Parlamento vai discutir fim das comissões bancárias após petição da DECO

A petição da Associação Portuguesa para a Defesa do Consumidor (DECO) para exigir o fim das comissões bancárias nos casos em que não há serviço prestado conta, neste momento, com 13.499 assinaturas.

A Associação Portuguesa para a Defesa do Consumidor (DECO) conseguiu que a sua petição para pôr fim à cobrança de comissão de manutenção de conta bancária e de processamento de prestação fosse discutida no Parlamento.

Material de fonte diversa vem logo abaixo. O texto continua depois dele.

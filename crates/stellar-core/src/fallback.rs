//! Demo-mode content shown when the backend cannot answer.
//!
//! Both generators are pure and deterministic. The output is a labelled
//! simulation notice that echoes the user's input verbatim and lists the
//! integration steps; it never contains a diagnosis.

const RULE: &str = "========================================";

/// Simulated response for a diagnostic query.
pub fn query_fallback(query: &str) -> String {
    let mut out = String::new();
    out.push_str("DEMO MODE - AI DIAGNOSTIC SYSTEM\n\n");
    out.push_str(RULE);
    out.push_str("\n\n");
    out.push_str(&format!("ASTRONAUT QUERY: \"{}\"\n\n", query));
    out.push_str("SYSTEM STATUS: Backend connection required\n\n");
    out.push_str(RULE);
    out.push_str("\n\n");
    out.push_str("INTEGRATION STEPS:\n\n");
    out.push_str("1. Set base_url in the client configuration to your backend URL\n");
    out.push_str("2. Ensure the backend is running (python app.py)\n");
    out.push_str("3. Expose POST /query accepting {\"query\": string}\n");
    out.push_str("4. The backend routes the query through llm_integration.py\n");
    out.push_str("5. Answers are retrieved from Chroma DB and returned as {\"answer\": string}\n\n");
    out.push_str(RULE);
    out.push_str("\n\n");
    out.push_str("This is a simulated response. No diagnostic analysis was performed.\n\n");
    out.push_str("Once connected, this system will provide:\n");
    out.push_str("- Real-time medical diagnostics\n");
    out.push_str("- Symptom analysis\n");
    out.push_str("- Treatment recommendations\n");
    out.push_str("- Medical research insights\n");
    out.push_str("- Emergency protocols\n\n");
    out.push_str("Mission Control Standing By...");
    out
}

/// Simulated response for a CSV upload.
pub fn upload_fallback(file_name: &str) -> String {
    let mut out = String::new();
    out.push_str("DEMO MODE - KNOWLEDGE BASE INGESTION\n\n");
    out.push_str(RULE);
    out.push_str("\n\n");
    out.push_str(&format!("FILE: \"{}\"\n\n", file_name));
    out.push_str("SYSTEM STATUS: Simulated upload, nothing was stored\n\n");
    out.push_str(RULE);
    out.push_str("\n\n");
    out.push_str("INTEGRATION STEPS:\n\n");
    out.push_str("1. Expose POST /upload_csv accepting multipart/form-data with a \"file\" field\n");
    out.push_str("2. Process the CSV with ingest_papers.py\n");
    out.push_str("3. Store the embeddings under chroma_db_data/\n");
    out.push_str("4. Return {\"status\": \"success\", \"message\": \"...\"}");
    out
}
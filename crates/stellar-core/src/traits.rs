//! Trait seams between the lifecycle controller and its collaborators.
//!
//! - `QueryBackend`     : the remote diagnostic service (`POST /query`)
//! - `IngestBackend`    : the remote ingestion service (`POST /upload_csv`)
//! - `NotificationSink` : the transient-message surface (toasts)
//!
//! The controller never talks to the network or a UI directly; the HTTP
//! implementations live in `stellar-client`, the sinks in `stellar-notify`.

use async_trait::async_trait;

use stellar_contracts::{
    error::TransportError,
    notification::Notification,
    request::{QueryRequest, UploadCandidate},
    wire::UploadReply,
};

/// The remote diagnostic service.
#[async_trait]
pub trait QueryBackend: Send + Sync {
    /// Send the query and return the `answer` field of a well-formed reply.
    ///
    /// Network failure, a non-2xx status, and a body that is not
    /// `{"answer": string}` must all come back as `Err`.
    async fn query(&self, request: &QueryRequest) -> Result<String, TransportError>;
}

/// The remote ingestion service.
#[async_trait]
pub trait IngestBackend: Send + Sync {
    /// Upload the file as a single multipart field.
    ///
    /// Only a 2xx reply shaped `{"status": string, "message": string}` is `Ok`.
    async fn upload(&self, candidate: &UploadCandidate) -> Result<UploadReply, TransportError>;
}

/// The notification surface.
///
/// Called synchronously from the controller; implementations must not block.
pub trait NotificationSink: Send + Sync {
    fn notify(&self, notification: &Notification);
}
//! File selection: one decision function behind both the picker and the
//! drop zone, so the two entry points cannot drift apart.

use stellar_contracts::{error::ValidationError, event::FileSource, request::UploadCandidate};

use crate::validate::validate_upload;

/// What to do with a selection event.
#[derive(Debug, Clone, PartialEq, Eq)]
pub enum Selection {
    /// Stage this candidate, replacing whatever was staged.
    Accept(UploadCandidate),
    /// Leave the staged candidate alone and tell the user why.
    Reject(ValidationError),
    /// Nothing to do.
    Dismissed,
}

/// Decide what a picker change or a drop means.
///
/// A dismissed picker (no file) is silent. A drop that carries no file is
/// treated as the wrong file type, since the user did try to drop something.
pub fn evaluate_selection(source: FileSource, file: Option<UploadCandidate>) -> Selection {
    match (source, file) {
        (FileSource::Picker, None) => Selection::Dismissed,
        (FileSource::Drop, None) => Selection::Reject(ValidationError::WrongFileType {
            name: String::new(),
        }),
        (_, Some(file)) => match validate_upload(file) {
            Ok(candidate) => Selection::Accept(candidate),
            Err(err) => Selection::Reject(err),
        },
    }
}
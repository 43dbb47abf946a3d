//! Notification record and log types.
//!
//! `NotificationRecord` is one entry in a sink's append-only history, with
//! its position in issue order. `NotificationLog` is the exported view.

use chrono::{DateTime, Utc};
use serde::{Deserialize, Serialize};

use stellar_contracts::notification::Notification;

/// One notification as received by a sink.
#[derive(Debug, Clone, PartialEq, Eq, Serialize, Deserialize)]
pub struct NotificationRecord {
    /// Position in issue order, starting at 0.
    pub sequence: u64,

    /// The surface (view) that received it.
    pub surface: String,

    pub notification: Notification,
}

/// Everything a sink has received, in order.
#[derive(Debug, Clone, Serialize, Deserialize)]
pub struct NotificationLog {
    pub surface: String,
    pub records: Vec<NotificationRecord>,
    pub exported_at: DateTime<Utc>,
}

impl NotificationLog {
    /// Titles in issue order.
    pub fn titles(&self) -> Vec<&str> {
        self.records
            .iter()
            .map(|r| r.notification.title.as_str())
            .collect()
    }

    pub fn destructive_count(&self) -> usize {
        self.records
            .iter()
            .filter(|r| r.notification.is_destructive())
            .count()
    }
}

Às 8h55 desta sexta-feira o abaixo-assinado “Comissões Fora” contava já com 13.499 signatários. “Quanto maior for o número de assinaturas maior será a força da petição do Parlamento”, afirmou ao “Jornal de Negócios” o economista da DECO Nuno Rico.

No início do mês passado, a associação de defesa do consumidor criou uma petição para exigir o fim das comissões bancárias nos casos em que não há serviço prestado, como a manutenção das contas à ordem e o pagamento dos créditos habitação.

No lançamento da petição, a DECO enviou um comunicado a lembrar que os consumidores pagam aos bancos por dia cinco milhões de euros em comissões, considera que “nem todas são legítimas” e exige o fim imediato de duas delas.

“Cobrar comissões pela manutenção de contas à ordem, que não requerem manutenção alguma, está longe de ser uma prática aceitável. Menos, ainda, quando estas custam, em média, 63 euros/ano aos consumidores e as isenções antigamente concedidas vão desaparecendo”, sublinha a Deco, que ultrapassou as 4 mil assinaturas necessárias para levar o tema a plenário.

Outro dos exemplos dados é o pagamento de comissões nas prestações dos créditos habitação: “Obrigar os clientes com créditos à habitação a pagarem uma comissão que, em média, ronda os 30 euros/ano para poderem pagar as prestações mensais de um contrato que prevê como única opção esses mesmos pagamentos é totalmente descabido”, considera.